ROCHESTER, Minn. - Mayo Clinic continues to keep us all informed on the latest information when it comes to COVID19 variants, mutations, and even booster shots.
On Thursday the health giant hosted a media briefing to address the latest COVID concerns.
Infectious disease specialist Dr. John O’Horo says he’s receiving many questions focused on what’s happening with other COVID-19 variants.
At the moment the delta variant remains the dominant strain.
Dr. O’Horo says the delta variant hasn’t mutated significantly from the original virus so vaccines are still effective to neutralize effects to prevent hospitalization and prevent severe infections.
The concern may come if new variants, such as the latest new strain dubbed Mu, drifts further from the original virus.
Dr. O’Horo said, “As we look at the Mu variant the concern and the question that's still unanswered is how much have these drifted and what's the practical impact on immunity and risk of severe infection?”
He also stressed the new variants are something to keep an eye on for the future and not a current concern.
The CDC says the Mu variant accounts for only about 0.1% of cases in the US compared to delta being 99% dominant.
The topic of booster shots was also addressed during the media briefing. The shots are meant to enhance immunity in the face of waning efficacy in some groups.

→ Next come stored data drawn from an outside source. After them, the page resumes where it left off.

//! Interning arena for rules.
//!
//! Every rule produced during a run is stored once and addressed by a
//! [`RuleId`]. Indexes and work queues hold ids rather than rules, and
//! structural deduplication falls out of the lookup map.

use std::collections::HashMap;
use std::fmt;

#[cfg(feature = "serde")]
use serde::{Deserialize, Serialize};

use gsat_foundation::Result;

use crate::rule::Rule;
use crate::tgd::Tgd;

/// Stable identifier of a rule within one [`RuleArena`].
#[derive(Copy, Clone, Eq, PartialEq, Ord, PartialOrd, Hash)]
#[cfg_attr(feature = "serde", derive(Serialize, Deserialize))]
pub struct RuleId(pub(crate) u32);

impl RuleId {
    /// Creates an id from its raw index.
    #[must_use]
    pub const fn new(index: u32) -> Self {
        Self(index)
    }

    /// Returns the raw index of this rule.
    #[must_use]
    pub const fn index(self) -> u32 {
        self.0
    }
}

impl fmt::Debug for RuleId {
    fn fmt(&self, f: &mut fmt::Formatter<'_>) -> fmt::Result {
        write!(f, "RuleId({})", self.0)
    }
}

impl fmt::Display for RuleId {
    fn fmt(&self, f: &mut fmt::Formatter<'_>) -> fmt::Result {
        write!(f, "#{}", self.0)
    }
}

/// Outcome of [`RuleArena::intern`].
#[derive(Copy, Clone, Debug, PartialEq, Eq)]
pub enum Interned {
    /// The rule was not present and has been added.
    New(RuleId),
    /// A structurally equal rule was already present.
    Existing(RuleId),
}

impl Interned {
    /// Returns the id regardless of whether the rule was new.
    #[must_use]
    pub const fn id(self) -> RuleId {
        match self {
            Self::New(id) | Self::Existing(id) => id,
        }
    }

    /// Returns true if the rule was newly added.
    #[must_use]
    pub const fn is_new(self) -> bool {
        matches!(self, Self::New(_))
    }
}

/// Arena holding every rule of a saturation run.
///
/// Ids are assigned densely in insertion order and never reused until
/// [`RuleArena::reset`].
#[derive(Clone, Debug, Default)]
pub struct RuleArena {
    rules: Vec<Rule>,
    lookup: HashMap<Tgd, RuleId>,
}

impl RuleArena {
    /// Creates an empty arena.
    #[must_use]
    pub fn new() -> Self {
        Self::default()
    }

    /// Returns the id of `tgd`, building and storing its [`Rule`] if absent.
    ///
    /// `build` runs only for rules not yet present; if it fails nothing is
    /// stored.
    ///
    /// # Errors
    /// Propagates the error returned by `build`.
    ///
    /// # Panics
    /// Panics if more than `u32::MAX` rules are interned.
    pub fn intern(&mut self, tgd: Tgd, build: impl FnOnce(Tgd) -> Result<Rule>) -> Result<Interned> {
        if let Some(&id) = self.lookup.get(&tgd) {
            return Ok(Interned::Existing(id));
        }
        let rule = build(tgd.clone())?;
        let id = RuleId(u32::try_from(self.rules.len()).expect("too many rules"));
        self.rules.push(rule);
        self.lookup.insert(tgd, id);
        Ok(Interned::New(id))
    }

    /// Returns the rule with the given id.
    #[must_use]
    pub fn get(&self, id: RuleId) -> Option<&Rule> {
        self.rules.get(id.0 as usize)
    }

    /// Returns the id of a structurally equal rule, if interned.
    #[must_use]
    pub fn find(&self, tgd: &Tgd) -> Option<RuleId> {
        self.lookup.get(tgd).copied()
    }

    /// Returns the number of interned rules.
    #[must_use]
    pub fn len(&self) -> usize {
        self.rules.len()
    }

    /// Returns true if nothing has been interned.
    #[must_use]
    pub fn is_empty(&self) -> bool {
        self.rules.is_empty()
    }

    /// Iterates all rules with their ids.
    #[allow(clippy::cast_possible_truncation)]
    pub fn iter(&self) -> impl Iterator<Item = (RuleId, &Rule)> {
        self.rules
            .iter()
            .enumerate()
            .map(|(i, rule)| (RuleId(i as u32), rule))
    }

    /// Discards every rule. Previously issued ids become dangling.
    pub fn reset(&mut self) {
        self.rules.clear();
        self.lookup.clear();
    }
}
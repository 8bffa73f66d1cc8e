//! Error types for guarded saturation.
//!
//! Uses `thiserror` for ergonomic error definition with rich context.
//! Unification failure and timeouts are not errors: the unifier returns
//! `None` and a timed-out run reports its outcome on the result.

use std::fmt;

use thiserror::Error;

/// The main error type for saturation operations.
#[derive(Debug, Error)]
#[error("{kind}")]
pub struct Error {
    /// The kind of error that occurred.
    pub kind: ErrorKind,
    /// Optional context about where the error occurred.
    pub context: Option<ErrorContext>,
}

impl Error {
    /// Creates a new error with the given kind.
    #[must_use]
    pub fn new(kind: ErrorKind) -> Self {
        Self {
            kind,
            context: None,
        }
    }

    /// Adds context to this error.
    #[must_use]
    pub fn with_context(mut self, context: ErrorContext) -> Self {
        self.context = Some(context);
        self
    }

    /// Creates an unguarded rule error.
    #[must_use]
    pub fn unguarded_rule(rule: impl Into<String>) -> Self {
        Self::new(ErrorKind::UnguardedRule { rule: rule.into() })
    }

    /// Creates an arity mismatch error.
    #[must_use]
    pub fn arity_mismatch(symbol: impl Into<String>, expected: usize, actual: usize) -> Self {
        Self::new(ErrorKind::ArityMismatch {
            symbol: symbol.into(),
            expected,
            actual,
        })
    }

    /// Creates a malformed input error.
    #[must_use]
    pub fn malformed_input(message: impl Into<String>) -> Self {
        Self::new(ErrorKind::MalformedInput(message.into()))
    }

    /// Creates an internal error.
    #[must_use]
    pub fn internal(message: impl Into<String>) -> Self {
        Self::new(ErrorKind::Internal(message.into()))
    }

    /// Returns true if this error is recoverable by discarding the offending rule.
    #[must_use]
    pub fn is_discardable(&self) -> bool {
        matches!(self.kind, ErrorKind::UnguardedRule { .. })
    }
}

/// Categorized error kinds for pattern matching.
#[derive(Debug, Error)]
pub enum ErrorKind {
    /// No body atom covers every universally quantified variable.
    #[error("unguarded rule: {rule}")]
    UnguardedRule {
        /// Rendered form of the offending rule.
        rule: String,
    },

    /// A predicate or function symbol was applied to the wrong number of terms.
    #[error("arity mismatch for {symbol}: expected {expected}, got {actual}")]
    ArityMismatch {
        /// The predicate or function symbol name.
        symbol: String,
        /// Declared arity.
        expected: usize,
        /// Number of terms supplied.
        actual: usize,
    },

    /// The upstream parser handed over a dependency that violates the input contract.
    #[error("malformed input: {0}")]
    MalformedInput(String),

    /// Internal error (should not happen).
    #[error("internal error: {0}")]
    Internal(String),
}

/// Context about where an error occurred.
#[derive(Debug, Clone, Default)]
pub struct ErrorContext {
    /// Position of the offending dependency in the input collection.
    pub input_index: Option<usize>,
    /// Rendered form of the offending dependency.
    pub dependency: Option<String>,
    /// Chain of operations that led to the error.
    pub stack: Vec<String>,
}

impl ErrorContext {
    /// Creates a new empty context.
    #[must_use]
    pub fn new() -> Self {
        Self::default()
    }

    /// Sets the input position.
    #[must_use]
    pub fn with_input_index(mut self, index: usize) -> Self {
        self.input_index = Some(index);
        self
    }

    /// Sets the rendered dependency.
    #[must_use]
    pub fn with_dependency(mut self, dependency: impl Into<String>) -> Self {
        self.dependency = Some(dependency.into());
        self
    }

    /// Adds a stack frame.
    #[must_use]
    pub fn with_frame(mut self, frame: impl Into<String>) -> Self {
        self.stack.push(frame.into());
        self
    }
}

impl fmt::Display for ErrorContext {
    fn fmt(&self, f: &mut fmt::Formatter<'_>) -> fmt::Result {
        if let Some(index) = self.input_index {
            write!(f, "at input #{index}")?;
        }
        if let Some(dependency) = &self.dependency {
            write!(f, " ({dependency})")?;
        }
        if !self.stack.is_empty() {
            writeln!(f)?;
            for frame in &self.stack {
                writeln!(f, "  in {frame}")?;
            }
        }
        Ok(())
    }
}
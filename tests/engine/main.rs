//! Integration tests for Layer 3: Engine
//!
//! Tests for end-to-end saturation: derived rules, strategy independence,
//! input filtering, timeouts, and output invariants.

mod invariants;
mod saturation;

The FDA and CDC say right now booster shots are only available to immune-compromised individuals where risk for infection or breakthrough infection is higher.
Mayo Clinic says it will be waiting to hear from the FDA and CDC to make a recommendation on who else should be getting boosters and when they should get them.
Dr. O’Horo explained, “The data for that that's available to me isn't really enough to say what the optimal strategy will be. Those groups have access to a lot more information and are weighing a lot more studies to try and answer that and consider what strategy will be the most appropriate to get the immunity where it will have the best impact for the most people.”
He did say there’s evidence there will be a roll-out for booster shots but the when, where, and who for the general public is still being discussed.
Mayo Clinic says the vaccine is still highly effective against COVID and dominant strains which allows time to conduct research and have discussions about the best way to distribute booster shots.